======== Task material ========

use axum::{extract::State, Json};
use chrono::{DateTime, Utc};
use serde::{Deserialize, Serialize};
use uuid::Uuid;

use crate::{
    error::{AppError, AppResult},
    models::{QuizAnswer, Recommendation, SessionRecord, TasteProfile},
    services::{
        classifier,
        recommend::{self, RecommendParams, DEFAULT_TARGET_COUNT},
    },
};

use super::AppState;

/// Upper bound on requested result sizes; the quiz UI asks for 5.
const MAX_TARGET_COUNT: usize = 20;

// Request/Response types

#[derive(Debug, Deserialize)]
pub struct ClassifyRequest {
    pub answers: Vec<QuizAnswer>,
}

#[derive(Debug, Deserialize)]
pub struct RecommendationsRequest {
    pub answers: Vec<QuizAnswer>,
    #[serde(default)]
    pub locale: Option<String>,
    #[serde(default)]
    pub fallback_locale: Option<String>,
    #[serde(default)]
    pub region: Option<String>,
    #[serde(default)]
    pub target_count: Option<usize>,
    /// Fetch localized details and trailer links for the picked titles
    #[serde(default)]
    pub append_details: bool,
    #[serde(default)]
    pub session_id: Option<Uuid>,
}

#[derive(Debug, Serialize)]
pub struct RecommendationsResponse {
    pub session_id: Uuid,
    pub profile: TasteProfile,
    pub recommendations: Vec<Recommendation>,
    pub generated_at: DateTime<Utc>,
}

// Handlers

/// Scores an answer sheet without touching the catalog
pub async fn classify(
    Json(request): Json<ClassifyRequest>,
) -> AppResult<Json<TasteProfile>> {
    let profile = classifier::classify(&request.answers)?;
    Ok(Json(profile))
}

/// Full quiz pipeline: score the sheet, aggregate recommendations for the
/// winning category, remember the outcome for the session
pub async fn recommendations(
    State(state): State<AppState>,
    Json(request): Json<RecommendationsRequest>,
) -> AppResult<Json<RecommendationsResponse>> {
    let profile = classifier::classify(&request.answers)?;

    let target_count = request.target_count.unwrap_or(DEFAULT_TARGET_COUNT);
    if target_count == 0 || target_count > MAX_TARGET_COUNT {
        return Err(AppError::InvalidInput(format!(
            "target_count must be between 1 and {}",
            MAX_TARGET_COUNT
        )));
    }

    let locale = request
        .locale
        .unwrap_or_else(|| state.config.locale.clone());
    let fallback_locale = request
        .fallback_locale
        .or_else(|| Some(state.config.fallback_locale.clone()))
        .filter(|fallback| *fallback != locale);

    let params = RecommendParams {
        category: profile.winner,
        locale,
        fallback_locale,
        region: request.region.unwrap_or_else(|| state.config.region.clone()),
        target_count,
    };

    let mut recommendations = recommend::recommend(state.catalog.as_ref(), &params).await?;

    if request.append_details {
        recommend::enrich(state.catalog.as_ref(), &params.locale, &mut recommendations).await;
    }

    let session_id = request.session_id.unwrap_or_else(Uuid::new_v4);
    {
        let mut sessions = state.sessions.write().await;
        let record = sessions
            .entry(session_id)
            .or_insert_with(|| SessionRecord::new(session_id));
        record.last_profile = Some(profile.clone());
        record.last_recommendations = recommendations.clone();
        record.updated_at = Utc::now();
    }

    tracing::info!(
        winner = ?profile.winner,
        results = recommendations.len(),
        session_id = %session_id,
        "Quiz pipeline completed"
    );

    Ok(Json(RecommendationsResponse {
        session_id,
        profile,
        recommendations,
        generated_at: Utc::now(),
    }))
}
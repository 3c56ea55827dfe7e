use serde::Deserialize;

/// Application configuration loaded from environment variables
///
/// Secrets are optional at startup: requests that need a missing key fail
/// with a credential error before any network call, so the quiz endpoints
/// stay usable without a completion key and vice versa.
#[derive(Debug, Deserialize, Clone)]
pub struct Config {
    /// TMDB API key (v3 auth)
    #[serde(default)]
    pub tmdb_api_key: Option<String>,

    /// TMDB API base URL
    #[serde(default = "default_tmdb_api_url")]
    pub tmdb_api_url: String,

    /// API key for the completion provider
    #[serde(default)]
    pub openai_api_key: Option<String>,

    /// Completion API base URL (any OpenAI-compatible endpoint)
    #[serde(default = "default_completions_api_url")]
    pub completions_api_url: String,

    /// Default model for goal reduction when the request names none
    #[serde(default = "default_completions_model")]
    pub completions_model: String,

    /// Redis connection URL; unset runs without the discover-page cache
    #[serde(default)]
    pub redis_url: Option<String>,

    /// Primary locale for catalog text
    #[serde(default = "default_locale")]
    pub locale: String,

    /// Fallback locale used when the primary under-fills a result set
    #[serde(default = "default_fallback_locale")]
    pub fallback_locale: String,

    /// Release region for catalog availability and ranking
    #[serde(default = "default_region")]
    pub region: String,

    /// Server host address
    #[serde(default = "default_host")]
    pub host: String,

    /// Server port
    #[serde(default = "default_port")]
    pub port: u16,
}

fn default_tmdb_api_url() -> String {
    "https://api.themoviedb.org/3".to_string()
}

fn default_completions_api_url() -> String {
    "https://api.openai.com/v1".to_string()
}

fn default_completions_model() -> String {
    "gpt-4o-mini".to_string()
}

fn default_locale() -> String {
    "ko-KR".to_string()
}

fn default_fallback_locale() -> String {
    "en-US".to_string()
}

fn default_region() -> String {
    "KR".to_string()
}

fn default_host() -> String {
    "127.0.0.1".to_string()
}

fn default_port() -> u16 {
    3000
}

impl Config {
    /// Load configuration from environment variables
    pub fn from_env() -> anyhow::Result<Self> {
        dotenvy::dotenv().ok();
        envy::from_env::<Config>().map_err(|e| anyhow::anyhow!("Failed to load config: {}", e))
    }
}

========

## About this exercise
Output all entries again exactly; no line may be altered.

## Answer section
use axum::{extract::State, Json};
use chrono::{DateTime, Utc};
use serde::{Deserialize, Serialize};
use uuid::Uuid;

use crate::{
    error::{AppError, AppResult},
    models::{QuizAnswer, Recommendation, SessionRecord, TasteProfile},
    services::{
        classifier,
        recommend::{self, RecommendParams, DEFAULT_TARGET_COUNT},
    },
};

use super::AppState;

/// Upper bound on requested result sizes; the quiz UI asks for 5.
const MAX_TARGET_COUNT: usize = 20;

// Request/Response types

#[derive(Debug, Deserialize)]
pub struct ClassifyRequest {
    pub answers: Vec<QuizAnswer>,
}

#[derive(Debug, Deserialize)]
pub struct RecommendationsRequest {
    pub answers: Vec<QuizAnswer>,
    #[serde(default)]
    pub locale: Option<String>,
    #[serde(default)]
    pub fallback_locale: Option<String>,
    #[serde(default)]
    pub region: Option<String>,
    #[serde(default)]
    pub target_count: Option<usize>,
    /// Fetch localized details and trailer links for the picked titles
    #[serde(default)]
    pub append_details: bool,
    #[serde(default)]
    pub session_id: Option<Uuid>,
}

#[derive(Debug, Serialize)]
pub struct RecommendationsResponse {
    pub session_id: Uuid,
    pub profile: TasteProfile,
    pub recommendations: Vec<Recommendation>,
    pub generated_at: DateTime<Utc>,
}

// Handlers

/// Scores an answer sheet without touching the catalog
pub async fn classify(
    Json(request): Json<ClassifyRequest>,
) -> AppResult<Json<TasteProfile>> {
    let profile = classifier::classify(&request.answers)?;
    Ok(Json(profile))
}

/// Full quiz pipeline: score the sheet, aggregate recommendations for the
/// winning category, remember the outcome for the session
pub async fn recommendations(
    State(state): State<AppState>,
    Json(request): Json<RecommendationsRequest>,
) -> AppResult<Json<RecommendationsResponse>> {
    let profile = classifier::classify(&request.answers)?;

    let target_count = request.target_count.unwrap_or(DEFAULT_TARGET_COUNT);
    if target_count == 0 || target_count > MAX_TARGET_COUNT {
        return Err(AppError::InvalidInput(format!(
            "target_count must be between 1 and {}",
            MAX_TARGET_COUNT
        )));
    }

    let locale = request
        .locale
        .unwrap_or_else(|| state.config.locale.clone());
    let fallback_locale = request
        .fallback_locale
        .or_else(|| Some(state.config.fallback_locale.clone()))
        .filter(|fallback| *fallback != locale);

    let params = RecommendParams {
        category: profile.winner,
        locale,
        fallback_locale,
        region: request.region.unwrap_or_else(|| state.config.region.clone()),
        target_count,
    };

    let mut recommendations = recommend::recommend(state.catalog.as_ref(), &params).await?;

    if request.append_details {
        recommend::enrich(state.catalog.as_ref(), &params.locale, &mut recommendations).await;
    }

    let session_id = request.session_id.unwrap_or_else(Uuid::new_v4);
    {
        let mut sessions = state.sessions.write().await;
        let record = sessions
            .entry(session_id)
            .or_insert_with(|| SessionRecord::new(session_id));
        record.last_profile = Some(profile.clone());
        record.last_recommendations = recommendations.clone();
        record.updated_at = Utc::now();
    }

    tracing::info!(
        winner = ?profile.winner,
        results = recommendations.len(),
        session_id = %session_id,
        "Quiz pipeline completed"
    );

    Ok(Json(RecommendationsResponse {
        session_id,
        profile,
        recommendations,
        generated_at: Utc::now(),
    }))
}
repository 3c56ea55827dfe7e
use serde::Deserialize;

/// Application configuration loaded from environment variables
///
/// Secrets are optional at startup: requests that need a missing key fail
/// with a credential error before any network call, so the quiz endpoints
/// stay usable without a completion key and vice versa.
#[derive(Debug, Deserialize, Clone)]
pub struct Config {
    /// TMDB API key (v3 auth)
    #[serde(default)]
    pub tmdb_api_key: Option<String>,

    /// TMDB API base URL
    #[serde(default = "default_tmdb_api_url")]
    pub tmdb_api_url: String,

    /// API key for the completion provider
    #[serde(default)]
    pub openai_api_key: Option<String>,

    /// Completion API base URL (any OpenAI-compatible endpoint)
    #[serde(default = "default_completions_api_url")]
    pub completions_api_url: String,

    /// Default model for goal reduction when the request names none
    #[serde(default = "default_completions_model")]
    pub completions_model: String,

    /// Redis connection URL; unset runs without the discover-page cache
    #[serde(default)]
    pub redis_url: Option<String>,

    /// Primary locale for catalog text
    #[serde(default = "default_locale")]
    pub locale: String,

    /// Fallback locale used when the primary under-fills a result set
    #[serde(default = "default_fallback_locale")]
    pub fallback_locale: String,

    /// Release region for catalog availability and ranking
    #[serde(default = "default_region")]
    pub region: String,

    /// Server host address
    #[serde(default = "default_host")]
    pub host: String,

    /// Server port
    #[serde(default = "default_port")]
    pub port: u16,
}

fn default_tmdb_api_url() -> String {
    "https://api.themoviedb.org/3".to_string()
}

fn default_completions_api_url() -> String {
    "https://api.openai.com/v1".to_string()
}

fn default_completions_model() -> String {
    "gpt-4o-mini".to_string()
}

fn default_locale() -> String {
    "ko-KR".to_string()
}

fn default_fallback_locale() -> String {
    "en-US".to_string()
}

fn default_region() -> String {
    "KR".to_string()
}

fn default_host() -> String {
    "127.0.0.1".to_string()
}

fn default_port() -> u16 {
    3000
}

impl Config {
    /// Load configuration from environment variables
    pub fn from_env() -> anyhow::Result<Self> {
        dotenvy::dotenv().ok();
        envy::from_env::<Config>().map_err(|e| anyhow::anyhow!("Failed to load config: {}", e))
    }
}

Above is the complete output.